Doublethink seems to have a stronger fictional framework than some of Rotozaza's previous work, such as Oomph, which worked a treat in a 'found space' at Hoxton Hall. But to me that bewildering and often humorous sense of the arbitrary nature of the shows seemed stronger in Doublethink because it was juxtaposed to this set fictional framework. Neil Bennun and Silvia Mercuriali, the regular participants, are compelling performers, sinister and self-centred, and their manic passions, spiralling out of control, are delicious to behold. This one, unlike Oomph, rather makes me want to go back again to see how much is different with other guests and their spontaneous reactions. If you feel like questioning the nature of truth, either on the superficial level of fiction, or by a deeper metaphysical analogy, you should give this one a whirl.

Jackie Fletcher

Pillar Talk/Slapdash
By Edward Petherbridge
Pleasance Dome
***

Edward Petherbridge is an acting institution who is currently celebrating his Golden Jubilee on stage. His latest venture is the ultimate one-man show since he is writer, director, actor, roadie, publicist, indeed everything apart from the audience.

His dress is impressive, a suit that should have been designed by Jackson Pollock and sets off a Monet backdrop artistically. He was presumably costume designer too.

Petherbridge is inevitably a multi-talented man but might have benefited from a little directorial assistance. The veteran's delivery is relaxed to the point where both he and we almost forget that he has a play to get through.

In fact, in the performance reviewed, the first part was a meander through the life of an actor, rendered in Petherbridge's beautifully modulated voice. Along the way, he also delivered a poem, Slapdash, which he informed us more regularly closes the performance.
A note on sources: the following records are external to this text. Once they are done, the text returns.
//! The keyed TTL store.

use std::future::Future;
use std::sync::atomic::{AtomicU64, Ordering};
use std::sync::{Arc, Weak};
use std::time::{Duration, Instant};

use dashmap::DashMap;
use serde::{Deserialize, Serialize};
use tracing::debug;

use crate::config::CacheConfig;
use crate::entry::CacheEntry;

/// What to remove on invalidation.
#[derive(Debug, Clone, PartialEq, Eq)]
pub enum Invalidation {
    /// Exactly this key.
    Key(String),
    /// Every key starting with this prefix.
    Prefix(String),
    /// Everything.
    All,
}

impl Invalidation {
    /// Parses the caller-facing form: nothing clears everything, a trailing
    /// `*` selects a prefix, anything else is an exact key.
    pub fn parse(target: Option<&str>) -> Self {
        match target.map(str::trim) {
            None | Some("") | Some("*") => Invalidation::All,
            Some(s) => match s.strip_suffix('*') {
                Some(prefix) => Invalidation::Prefix(prefix.to_string()),
                None => Invalidation::Key(s.to_string()),
            },
        }
    }
}

/// Hit/miss counters and current size.
#[derive(Debug, Clone, Copy, PartialEq, Eq, Serialize, Deserialize)]
pub struct CacheStats {
    pub hits: u64,
    pub misses: u64,
    /// Entries that have not expired yet.
    pub live_entries: usize,
    pub enabled: bool,
}

/// Concurrent in-memory cache where every entry carries its own TTL.
///
/// Expired entries read as absent and are dropped lazily on access, by
/// [`sweep`](Self::sweep), or by the optional background sweeper. A disabled
/// cache never stores anything, so callers always recompute.
pub struct TtlCache<V> {
    entries: DashMap<String, CacheEntry<V>>,
    hits: AtomicU64,
    misses: AtomicU64,
    enabled: bool,
    default_ttl: Duration,
}

impl<V: Clone> TtlCache<V> {
    pub fn new(cfg: &CacheConfig) -> Self {
        Self {
            entries: DashMap::new(),
            hits: AtomicU64::new(0),
            misses: AtomicU64::new(0),
            enabled: cfg.enabled,
            default_ttl: cfg.default_ttl(),
        }
    }

    pub fn disabled() -> Self {
        Self::new(&CacheConfig::disabled())
    }

    pub fn is_enabled(&self) -> bool {
        self.enabled
    }

    pub fn default_ttl(&self) -> Duration {
        self.default_ttl
    }

    /// Returns the stored value if present and not expired.
    pub fn get(&self, key: &str) -> Option<V> {
        if !self.enabled {
            self.misses.fetch_add(1, Ordering::Relaxed);
            return None;
        }

        let now = Instant::now();
        // The shard guard must be released before any removal on the same key.
        let lookup = self.entries.get(key).map(|entry| {
            if entry.is_expired(now) {
                None
            } else {
                Some(entry.value.clone())
            }
        });

        match lookup {
            Some(Some(value)) => {
                self.hits.fetch_add(1, Ordering::Relaxed);
                Some(value)
            }
            Some(None) => {
                self.entries.remove_if(key, |_, entry| entry.is_expired(now));
                self.misses.fetch_add(1, Ordering::Relaxed);
                None
            }
            None => {
                self.misses.fetch_add(1, Ordering::Relaxed);
                None
            }
        }
    }

    /// Stores `value` under `key` for `ttl`, replacing any previous entry.
    pub fn set(&self, key: impl Into<String>, value: V, ttl: Duration) {
        if !self.enabled || ttl.is_zero() {
            return;
        }
        self.entries.insert(key.into(), CacheEntry::new(value, ttl));
    }

    /// [`set`](Self::set) with the configured default TTL.
    pub fn insert(&self, key: impl Into<String>, value: V) {
        self.set(key, value, self.default_ttl);
    }

    /// Cached value for `key`, or the result of `compute` stored for `ttl`.
    ///
    /// Errors are returned as-is and never cached.
    pub async fn get_or_try_insert_with<F, Fut, E>(
        &self,
        key: &str,
        ttl: Duration,
        compute: F,
    ) -> Result<V, E>
    where
        F: FnOnce() -> Fut,
        Fut: Future<Output = Result<V, E>>,
    {
        if let Some(value) = self.get(key) {
            return Ok(value);
        }
        let value = compute().await?;
        self.set(key, value.clone(), ttl);
        Ok(value)
    }

    /// Removes entries and returns how many were dropped.
    pub fn invalidate(&self, target: &Invalidation) -> usize {
        let removed = match target {
            Invalidation::Key(key) => usize::from(self.entries.remove(key).is_some()),
            Invalidation::Prefix(prefix) => {
                let mut removed = 0;
                self.entries.retain(|key, _| {
                    let matched = key.starts_with(prefix.as_str());
                    removed += usize::from(matched);
                    !matched
                });
                removed
            }
            Invalidation::All => {
                let removed = self.entries.len();
                self.entries.clear();
                removed
            }
        };
        debug!(?target, removed, "cache_invalidate");
        removed
    }

    /// Drops every expired entry and returns how many were removed.
    pub fn sweep(&self) -> usize {
        let now = Instant::now();
        let mut removed = 0;
        self.entries.retain(|_, entry| {
            let expired = entry.is_expired(now);
            removed += usize::from(expired);
            !expired
        });
        if removed > 0 {
            debug!(removed, "cache_sweep");
        }
        removed
    }

    pub fn stats(&self) -> CacheStats {
        let now = Instant::now();
        let live_entries = self
            .entries
            .iter()
            .filter(|entry| !entry.value().is_expired(now))
            .count();
        CacheStats {
            hits: self.hits.load(Ordering::Relaxed),
            misses: self.misses.load(Ordering::Relaxed),
            live_entries,
            enabled: self.enabled,
        }
    }

    /// Zeroes the hit/miss counters.
    pub fn reset_stats(&self) {
        self.hits.store(0, Ordering::Relaxed);
        self.misses.store(0, Ordering::Relaxed);
    }
}

impl<V: Clone + Send + Sync + 'static> TtlCache<V> {
    /// Sweeps expired entries every `interval` until the cache is dropped.
    ///
    /// Must be called from inside a Tokio runtime.
    pub fn spawn_sweeper(self: &Arc<Self>, interval: Duration) -> tokio::task::JoinHandle<()> {
        let weak: Weak<Self> = Arc::downgrade(self);
        tokio::spawn(async move {
            let mut ticker = tokio::time::interval(interval);
            ticker.tick().await;
            loop {
                ticker.tick().await;
                match weak.upgrade() {
                    Some(cache) => {
                        cache.sweep();
                    }
                    None => break,
                }
            }
        })
    }
}
//! Result cache for dictionary lookups and derived lists.
//!
//! [`TtlCache`] is an explicitly owned component: the lookup pipeline holds
//! one instance and passes it around, so tests and differently configured
//! services never share state.
//!
//! Caching is best-effort. A disabled cache (see [`CacheConfig::disabled`])
//! makes every read miss, which changes latency and nothing else.

mod config;
mod entry;
mod store;

pub use crate::config::CacheConfig;
pub use crate::entry::CacheEntry;
pub use crate::store::{CacheStats, Invalidation, TtlCache};
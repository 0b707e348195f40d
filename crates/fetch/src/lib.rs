//! Sub-dictionary fetching.
//!
//! This crate turns a [`LookupKey`] into one request per sub-dictionary and
//! runs them all at once. Every leg goes through the retry policy on its own,
//! and a leg that still fails after its last attempt becomes a failed
//! [`SourceOutcome`] rather than an error: a lookup never aborts because one
//! dataset is slow or down.
//!
//! ## Pieces
//!
//! - [`Transport`] - the `get(path, params)` seam; [`HttpTransport`] is the
//!   `reqwest` implementation
//! - [`RetryConfig`] / [`execute_with_retry_async`] - bounded retry loop with
//!   fixed or exponential backoff
//! - [`Dispatcher`] - wait-for-all, fail-independently fan-out
//!
//! ## Quick example
//!
//! ```no_run
//! use std::sync::Arc;
//! use fetch::{Dispatcher, HttpTransport, LookupKey, LookupOptions, RetryConfig, TransportConfig};
//!
//! #[tokio::main]
//! async fn main() {
//!     let cfg = TransportConfig::default();
//!     let transport = Arc::new(HttpTransport::new(&cfg).unwrap());
//!     let dispatcher = Dispatcher::new(transport, RetryConfig::default(), cfg.timeout);
//!
//!     let key = LookupKey::new("kalem", &LookupOptions::default()).unwrap();
//!     for outcome in dispatcher.fan_out(&key.queries()).await {
//!         println!("{}: ok={}", outcome.source, outcome.is_success());
//!     }
//! }
//! ```

pub mod error;
pub mod retry;
pub mod source;
pub mod transport;

mod dispatch;
mod payload;
mod serde_millis;

pub use crate::dispatch::{Dispatcher, SourceOutcome};
pub use crate::error::FetchError;
pub use crate::payload::{parse_items, parse_json};
pub use crate::retry::{execute_with_retry_async, RetryConfig, RetryResult};
pub use crate::source::{
    LookupKey, LookupOptions, SourceQuery, SubDictionary, UnknownSubDictionary, LOOKUP_KEY_PREFIX,
};
pub use crate::transport::{HttpTransport, Transport, TransportConfig, TransportResponse};
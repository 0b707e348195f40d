//! Wildcard patterns: `?` is one character, `*` is any run of characters,
//! and an optional trailing `,N` pins the match length to exactly N.

use normalize::fold_case;
use regex::Regex;

use crate::error::PatternError;
use crate::pool::CandidatePool;

/// A compiled wildcard pattern, reusable across any number of candidates.
#[derive(Debug, Clone)]
pub struct WildcardPattern {
    source: String,
    regex: Regex,
    length: Option<usize>,
}

impl WildcardPattern {
    /// Validates and compiles `pattern`. Matching is case-insensitive with
    /// Turkish folding on both sides.
    pub fn compile(pattern: &str, max_len: usize) -> Result<Self, PatternError> {
        let trimmed = pattern.trim();
        let (body, length) = match trimmed.rsplit_once(',') {
            Some((body, clause)) => {
                let n = clause
                    .trim()
                    .parse::<usize>()
                    .ok()
                    .filter(|n| *n > 0)
                    .ok_or_else(|| PatternError::InvalidLength(clause.to_string()))?;
                (body.trim(), Some(n))
            }
            None => (trimmed, None),
        };

        let body = fold_case(body);
        if body.is_empty() {
            return Err(PatternError::Empty);
        }
        let len = body.chars().count();
        if len > max_len {
            return Err(PatternError::TooLong { len, max: max_len });
        }

        let mut expr = String::with_capacity(body.len() + 8);
        expr.push('^');
        for ch in body.chars() {
            match ch {
                '?' => expr.push('.'),
                '*' => expr.push_str(".*"),
                other => expr.push_str(&regex::escape(other.encode_utf8(&mut [0; 4]))),
            }
        }
        expr.push('$');

        Ok(Self {
            source: trimmed.to_string(),
            regex: Regex::new(&expr)?,
            length,
        })
    }

    pub fn as_str(&self) -> &str {
        &self.source
    }

    /// Required character count, when the pattern carries a `,N` clause.
    pub fn length(&self) -> Option<usize> {
        self.length
    }

    pub fn is_match(&self, candidate: &str) -> bool {
        let folded = fold_case(candidate);
        if let Some(n) = self.length {
            if folded.chars().count() != n {
                return false;
            }
        }
        self.regex.is_match(&folded)
    }

    /// Matching pool terms in pool order, at most `limit`.
    pub fn filter(&self, pool: &CandidatePool, limit: usize) -> Vec<String> {
        pool.iter()
            .filter(|term| self.is_match(term))
            .take(limit)
            .map(str::to_string)
            .collect()
    }
}

#[cfg(test)]
mod tests {
    use super::*;

    fn compile(pattern: &str) -> WildcardPattern {
        WildcardPattern::compile(pattern, 64).unwrap()
    }

    #[test]
    fn question_mark_is_exactly_one_char() {
        let p = compile("k?tap");
        assert!(p.is_match("kitap"));
        assert!(p.is_match("katap"));
        assert!(!p.is_match("kiitap"));
        assert!(!p.is_match("ktap"));
    }

    #[test]
    fn star_with_length_clause() {
        let p = compile("k*p,5");
        assert_eq!(p.length(), Some(5));
        assert!(p.is_match("kitap"));
        assert!(p.is_match("kalıp"));
        assert!(!p.is_match("kap"));
        assert!(!p.is_match("kırbaçp"));
        assert!(!p.is_match("kitab"));
    }

    #[test]
    fn star_matches_empty_run() {
        let p = compile("ka*");
        assert!(p.is_match("ka"));
        assert!(p.is_match("kalem"));
        assert!(!p.is_match("akal"));
    }

    #[test]
    fn matching_folds_turkish_case() {
        let p = compile("IŞ?K");
        assert!(p.is_match("ışık"));
        assert!(!p.is_match("işik"));
        assert!(compile("İ*").is_match("ince"));
        assert!(compile("ç?ğ").is_match("ÇAĞ"));
    }

    #[test]
    fn regex_metacharacters_are_literal() {
        let p = compile("a.b");
        assert!(p.is_match("a.b"));
        assert!(!p.is_match("axb"));
    }

    #[test]
    fn compiled_pattern_is_reusable() {
        let p = compile("?a*");
        let pool = CandidatePool::from_raw(["kalem", "masa", "elma", "para", "kitap"]);
        assert_eq!(p.filter(&pool, 10), ["kalem", "masa", "para"]);
        assert_eq!(p.filter(&pool, 2), ["kalem", "masa"]);
    }

    #[test]
    fn rejects_bad_patterns() {
        assert!(matches!(WildcardPattern::compile("", 64), Err(PatternError::Empty)));
        assert!(matches!(WildcardPattern::compile(",5", 64), Err(PatternError::Empty)));
        assert!(matches!(
            WildcardPattern::compile("k*p,x", 64),
            Err(PatternError::InvalidLength(_))
        ));
        assert!(matches!(
            WildcardPattern::compile("k*p,0", 64),
            Err(PatternError::InvalidLength(_))
        ));
        assert!(matches!(
            WildcardPattern::compile("kalemlik", 4),
            Err(PatternError::TooLong { len: 8, max: 4 })
        ));
    }
}
//! HTTP transport seam.
//!
//! The dispatcher only needs `get(path, params) -> {status, body}`. The
//! production implementation is [`HttpTransport`] on top of `reqwest`; tests
//! plug in scripted transports.

use std::time::Duration;

use async_trait::async_trait;
use serde::{Deserialize, Serialize};

use crate::error::FetchError;

/// Raw response from the remote service.
#[derive(Debug, Clone, PartialEq, Eq)]
pub struct TransportResponse {
    pub status: u16,
    pub body: String,
}

impl TransportResponse {
    pub fn ok(body: impl Into<String>) -> Self {
        Self {
            status: 200,
            body: body.into(),
        }
    }

    pub fn is_success(&self) -> bool {
        (200..300).contains(&self.status)
    }
}

/// Request/response access to the remote dictionary service.
#[async_trait]
pub trait Transport: Send + Sync {
    /// Issues a GET for `path` relative to the base address.
    async fn get(
        &self,
        path: &str,
        params: &[(String, String)],
    ) -> Result<TransportResponse, FetchError>;

    /// Base address, used to build absolute links such as audio files.
    fn base_url(&self) -> &str;
}

/// Transport settings.
#[derive(Debug, Clone, PartialEq, Serialize, Deserialize)]
pub struct TransportConfig {
    /// Base address of the dictionary service, without trailing slash.
    #[serde(default = "TransportConfig::default_base_url")]
    pub base_url: String,
    /// Deadline for a single remote call.
    #[serde(
        default = "TransportConfig::default_timeout",
        with = "crate::serde_millis",
        rename = "timeout_ms"
    )]
    pub timeout: Duration,
    #[serde(
        default = "TransportConfig::default_connect_timeout",
        with = "crate::serde_millis",
        rename = "connect_timeout_ms"
    )]
    pub connect_timeout: Duration,
    #[serde(default = "TransportConfig::default_user_agent")]
    pub user_agent: String,
    #[serde(default = "TransportConfig::default_pool_max_idle")]
    pub pool_max_idle_per_host: usize,
}

impl Default for TransportConfig {
    fn default() -> Self {
        Self {
            base_url: Self::default_base_url(),
            timeout: Self::default_timeout(),
            connect_timeout: Self::default_connect_timeout(),
            user_agent: Self::default_user_agent(),
            pool_max_idle_per_host: Self::default_pool_max_idle(),
        }
    }
}

impl TransportConfig {
    fn default_base_url() -> String {
        "https://sozluk.gov.tr".to_string()
    }

    fn default_timeout() -> Duration {
        Duration::from_secs(5)
    }

    fn default_connect_timeout() -> Duration {
        Duration::from_secs(3)
    }

    fn default_user_agent() -> String {
        concat!("sozluk/", env!("CARGO_PKG_VERSION")).to_string()
    }

    fn default_pool_max_idle() -> usize {
        16
    }

    pub fn with_base_url(mut self, base_url: impl Into<String>) -> Self {
        self.base_url = base_url.into();
        self
    }

    pub fn with_timeout(mut self, timeout: Duration) -> Self {
        self.timeout = timeout;
        self
    }
}

/// `reqwest`-backed transport with connection pooling.
#[derive(Debug, Clone)]
pub struct HttpTransport {
    client: reqwest::Client,
    base_url: String,
    timeout: Duration,
    connect_timeout: Duration,
}

impl HttpTransport {
    pub fn new(cfg: &TransportConfig) -> Result<Self, FetchError> {
        let client = reqwest::Client::builder()
            .timeout(cfg.timeout)
            .connect_timeout(cfg.connect_timeout)
            .pool_max_idle_per_host(cfg.pool_max_idle_per_host)
            .user_agent(cfg.user_agent.clone())
            .build()
            .map_err(|e| FetchError::Transport(format!("failed to build HTTP client: {e}")))?;

        Ok(Self {
            client,
            base_url: cfg.base_url.trim_end_matches('/').to_string(),
            timeout: cfg.timeout,
            connect_timeout: cfg.connect_timeout,
        })
    }

    fn classify(&self, err: reqwest::Error) -> FetchError {
        let deadline = if err.is_connect() {
            self.connect_timeout
        } else {
            self.timeout
        };
        FetchError::from_reqwest(err, deadline)
    }
}

#[async_trait]
impl Transport for HttpTransport {
    async fn get(
        &self,
        path: &str,
        params: &[(String, String)],
    ) -> Result<TransportResponse, FetchError> {
        let url = format!("{}{}", self.base_url, path);
        let response = self
            .client
            .get(&url)
            .query(params)
            .header("Accept", "application/json")
            .send()
            .await
            .map_err(|err| self.classify(err))?;

        let status = response.status().as_u16();
        let body = response.text().await.map_err(|err| self.classify(err))?;
        Ok(TransportResponse { status, body })
    }

    fn base_url(&self) -> &str {
        &self.base_url
    }
}
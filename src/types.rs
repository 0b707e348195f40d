//! Result shapes of the derived operations.

use merge::Phrase;
use serde::{Deserialize, Serialize};

/// Spelling verdict for one word.
#[derive(Debug, Clone, PartialEq, Eq, Serialize, Deserialize)]
#[serde(rename_all = "camelCase")]
pub struct SpellCheckEntry {
    pub term: String,
    pub is_correct: bool,
    /// Empty for correct words.
    pub suggestions: Vec<String>,
}

#[derive(Debug, Clone, PartialEq, Eq, Serialize, Deserialize)]
pub struct ProverbsResult {
    pub term: String,
    pub proverbs: Vec<Phrase>,
    pub idioms: Vec<Phrase>,
    /// False when the proverb sub-dictionary could not be reached.
    pub complete: bool,
}

/// One page of terms starting with a letter.
#[derive(Debug, Clone, PartialEq, Eq, Serialize, Deserialize)]
#[serde(rename_all = "camelCase")]
pub struct LetterPage {
    pub letter: String,
    pub page: usize,
    pub page_size: usize,
    /// Matching terms across all pages.
    pub total: usize,
    pub terms: Vec<String>,
}
//! YAML configuration for the dictionary service.
//!
//! Every section is optional and falls back to its defaults, so an empty
//! document with only a `version` is a valid configuration.
//!
//! ```yaml
//! version: "1"
//!
//! transport:
//!   base_url: "https://sozluk.gov.tr"
//!   timeout_ms: 5000
//!   connect_timeout_ms: 3000
//!
//! retry:
//!   max_retries: 2
//!   base_delay_ms: 250
//!   max_delay_ms: 2000
//!   exponential: true
//!   jitter: false
//!
//! cache:
//!   enabled: true
//!   lookup_ttl_secs: 3600
//!   daily_word_ttl_secs: 21600
//!   pool_ttl_secs: 86400
//!   sweep_interval_secs: 300
//!
//! matching:
//!   suggestion_count: 5
//!   max_similar: 50
//!   max_pattern_len: 64
//!   max_wildcard_results: 100
//!
//! coalesce_requests: true
//! log_level: "info"
//! ```
//!
//! After loading, `SOZLUK_BASE_URL`, `SOZLUK_TIMEOUT_MS`,
//! `SOZLUK_CACHE_ENABLED` and `SOZLUK_MAX_RETRIES` override the file.

use std::fs;
use std::path::Path;
use std::time::Duration;

use cache::CacheConfig;
use fetch::{RetryConfig, TransportConfig};
use matcher::MatchingConfig;
use serde::{Deserialize, Serialize};
use thiserror::Error;

#[derive(Debug, Error)]
pub enum ConfigLoadError {
    #[error("failed to read config file: {0}")]
    FileRead(#[from] std::io::Error),

    #[error("failed to parse YAML: {0}")]
    YamlParse(#[from] serde_yaml::Error),

    #[error("validation error: {0}")]
    Validation(String),

    #[error("unsupported config version: {0}")]
    UnsupportedVersion(String),

    #[error("invalid value for {var}: {value}")]
    InvalidEnv { var: &'static str, value: String },
}

/// Top-level configuration.
#[derive(Debug, Clone, PartialEq, Serialize, Deserialize)]
pub struct SozlukConfig {
    /// Configuration format version.
    pub version: String,

    #[serde(default)]
    pub name: Option<String>,

    #[serde(default)]
    pub transport: TransportConfig,

    #[serde(default)]
    pub retry: RetryConfig,

    #[serde(default)]
    pub cache: CacheSettings,

    #[serde(default)]
    pub matching: MatchingConfig,

    /// Share one in-flight fan-out between concurrent identical lookups.
    #[serde(default = "true_value")]
    pub coalesce_requests: bool,

    /// Default `tracing` filter when `RUST_LOG` is unset.
    #[serde(default = "default_log_level")]
    pub log_level: String,
}

impl Default for SozlukConfig {
    fn default() -> Self {
        Self {
            version: "1".to_string(),
            name: None,
            transport: TransportConfig::default(),
            retry: RetryConfig::default(),
            cache: CacheSettings::default(),
            matching: MatchingConfig::default(),
            coalesce_requests: true,
            log_level: default_log_level(),
        }
    }
}

impl SozlukConfig {
    /// Loads and validates a YAML file.
    pub fn from_file<P: AsRef<Path>>(path: P) -> Result<Self, ConfigLoadError> {
        let content = fs::read_to_string(path)?;
        Self::from_yaml(&content)
    }

    pub fn from_yaml(yaml: &str) -> Result<Self, ConfigLoadError> {
        let config: SozlukConfig = serde_yaml::from_str(yaml)?;
        config.validate()?;
        Ok(config)
    }

    /// Applies `SOZLUK_*` overrides from the process environment.
    pub fn apply_env_overrides(&mut self) -> Result<(), ConfigLoadError> {
        self.apply_overrides(|var| std::env::var(var).ok())
    }

    /// Applies overrides from any variable source.
    pub fn apply_overrides<F>(&mut self, lookup: F) -> Result<(), ConfigLoadError>
    where
        F: Fn(&str) -> Option<String>,
    {
        if let Some(url) = lookup("SOZLUK_BASE_URL") {
            self.transport.base_url = url;
        }
        if let Some(raw) = lookup("SOZLUK_TIMEOUT_MS") {
            let ms = parse_env("SOZLUK_TIMEOUT_MS", &raw)?;
            self.transport.timeout = Duration::from_millis(ms);
        }
        if let Some(raw) = lookup("SOZLUK_CACHE_ENABLED") {
            self.cache.enabled = match raw.trim().to_ascii_lowercase().as_str() {
                "1" | "true" | "yes" | "on" => true,
                "0" | "false" | "no" | "off" => false,
                _ => {
                    return Err(ConfigLoadError::InvalidEnv {
                        var: "SOZLUK_CACHE_ENABLED",
                        value: raw,
                    })
                }
            };
        }
        if let Some(raw) = lookup("SOZLUK_MAX_RETRIES") {
            self.retry.max_retries = parse_env("SOZLUK_MAX_RETRIES", &raw)?;
        }
        self.validate()
    }

    fn validate(&self) -> Result<(), ConfigLoadError> {
        match self.version.as_str() {
            "1.0" | "1" => Ok(()),
            v => Err(ConfigLoadError::UnsupportedVersion(v.to_string())),
        }?;

        if self.transport.base_url.trim().is_empty() {
            return Err(ConfigLoadError::Validation(
                "transport.base_url must not be empty".to_string(),
            ));
        }
        if self.transport.timeout.is_zero() {
            return Err(ConfigLoadError::Validation(
                "transport.timeout_ms must be >= 1".to_string(),
            ));
        }
        if self.retry.max_delay < self.retry.base_delay {
            return Err(ConfigLoadError::Validation(
                "retry.max_delay_ms must be >= retry.base_delay_ms".to_string(),
            ));
        }
        self.cache.validate()?;
        if self.matching.max_pattern_len == 0 {
            return Err(ConfigLoadError::Validation(
                "matching.max_pattern_len must be >= 1".to_string(),
            ));
        }
        Ok(())
    }
}

/// Cache section: switch, per-kind TTLs, sweep period.
#[derive(Debug, Clone, PartialEq, Eq, Serialize, Deserialize)]
pub struct CacheSettings {
    #[serde(default = "true_value")]
    pub enabled: bool,

    #[serde(default = "default_lookup_ttl_secs")]
    pub lookup_ttl_secs: u64,

    #[serde(default = "default_daily_word_ttl_secs")]
    pub daily_word_ttl_secs: u64,

    #[serde(default = "default_pool_ttl_secs")]
    pub pool_ttl_secs: u64,

    /// 0 disables the background sweep; expiry is then only checked on access.
    #[serde(default = "default_sweep_interval_secs")]
    pub sweep_interval_secs: u64,
}

impl Default for CacheSettings {
    fn default() -> Self {
        Self {
            enabled: true,
            lookup_ttl_secs: default_lookup_ttl_secs(),
            daily_word_ttl_secs: default_daily_word_ttl_secs(),
            pool_ttl_secs: default_pool_ttl_secs(),
            sweep_interval_secs: default_sweep_interval_secs(),
        }
    }
}

impl CacheSettings {
    fn validate(&self) -> Result<(), ConfigLoadError> {
        if self.enabled && self.lookup_ttl_secs == 0 {
            return Err(ConfigLoadError::Validation(
                "cache.lookup_ttl_secs must be >= 1 when the cache is enabled".to_string(),
            ));
        }
        Ok(())
    }

    pub fn lookup_ttl(&self) -> Duration {
        Duration::from_secs(self.lookup_ttl_secs)
    }

    pub fn daily_word_ttl(&self) -> Duration {
        Duration::from_secs(self.daily_word_ttl_secs)
    }

    pub fn pool_ttl(&self) -> Duration {
        Duration::from_secs(self.pool_ttl_secs)
    }

    /// Settings for the underlying store; lookups are the default TTL.
    pub fn store_config(&self) -> CacheConfig {
        CacheConfig {
            enabled: self.enabled,
            default_ttl_secs: self.lookup_ttl_secs,
            sweep_interval_secs: self.sweep_interval_secs,
        }
    }
}

fn parse_env<T: std::str::FromStr>(var: &'static str, raw: &str) -> Result<T, ConfigLoadError> {
    raw.trim().parse().map_err(|_| ConfigLoadError::InvalidEnv {
        var,
        value: raw.to_string(),
    })
}

fn true_value() -> bool {
    true
}
fn default_log_level() -> String {
    "info".to_string()
}
fn default_lookup_ttl_secs() -> u64 {
    60 * 60
}
fn default_daily_word_ttl_secs() -> u64 {
    6 * 60 * 60
}
fn default_pool_ttl_secs() -> u64 {
    24 * 60 * 60
}
fn default_sweep_interval_secs() -> u64 {
    5 * 60
}
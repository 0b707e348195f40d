//! Resilient aggregation over the Turkish Language Association dictionary
//! service.
//!
//! One lookup fans out to every requested sub-dictionary at once, retries
//! each leg on its own, tolerates partial failure and merges the answers into
//! one [`AggregatedRecord`]. Spelling suggestions, similar words, per-letter
//! listings and wildcard search run over a cached candidate pool.
//!
//! The stages live in their own crates and are re-exported here:
//!
//! | Stage      | Crate       |
//! |------------|-------------|
//! | normalize  | [`normalize`] |
//! | fetch      | [`fetch`]     |
//! | cache      | [`cache`]     |
//! | merge      | [`merge`]     |
//! | matching   | [`matcher`]   |
//!
//! ```no_run
//! use sozluk::{Dictionary, LookupOptions, SozlukConfig};
//!
//! # async fn run() -> Result<(), sozluk::DictionaryError> {
//! let dictionary = Dictionary::new(&SozlukConfig::default())?;
//! let record = dictionary.lookup("Kalem", &LookupOptions::default()).await?;
//! println!("{} senses, complete: {}", record.senses.len(), record.complete);
//! # Ok(())
//! # }
//! ```

pub mod config;
mod dictionary;
mod error;
mod types;

pub use crate::config::{CacheSettings, ConfigLoadError, SozlukConfig};
pub use crate::dictionary::Dictionary;
pub use crate::error::DictionaryError;
pub use crate::types::{LetterPage, ProverbsResult, SpellCheckEntry};

pub use cache::{CacheConfig, CacheStats, Invalidation, TtlCache};
pub use fetch::{
    FetchError, HttpTransport, LookupKey, LookupOptions, RetryConfig, SourceOutcome,
    SourceQuery, SubDictionary, Transport, TransportConfig, TransportResponse,
};
pub use matcher::{CandidatePool, MatchingConfig, PatternError, SuggestionCandidate, WildcardPattern};
pub use merge::{AggregatedRecord, Category, Example, FailedSource, Phrase, Pronunciation, Sense};
pub use normalize::{fold_case, normalize_term, NormalizeError};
With a keen eye on the clock, he eventually led us into the more serious business of the afternoon. This was a one-man play about Simeon Stylites, the Saint who spent 36 years on top of a pillar.

Even during Pillar Talk, the actor never lost sight of his profession and was happy to slip out of character to deliver asides, in one case helped by a theatregoer who slipped into and out of the wrong show.

The tale of the hermit and the men who come to visit him says almost as much about the play's actor/writer as it does about its ostensible subject.

This is a nice opportunity to see a master craftsman at work while learning a little about a fascinating biblical oddity.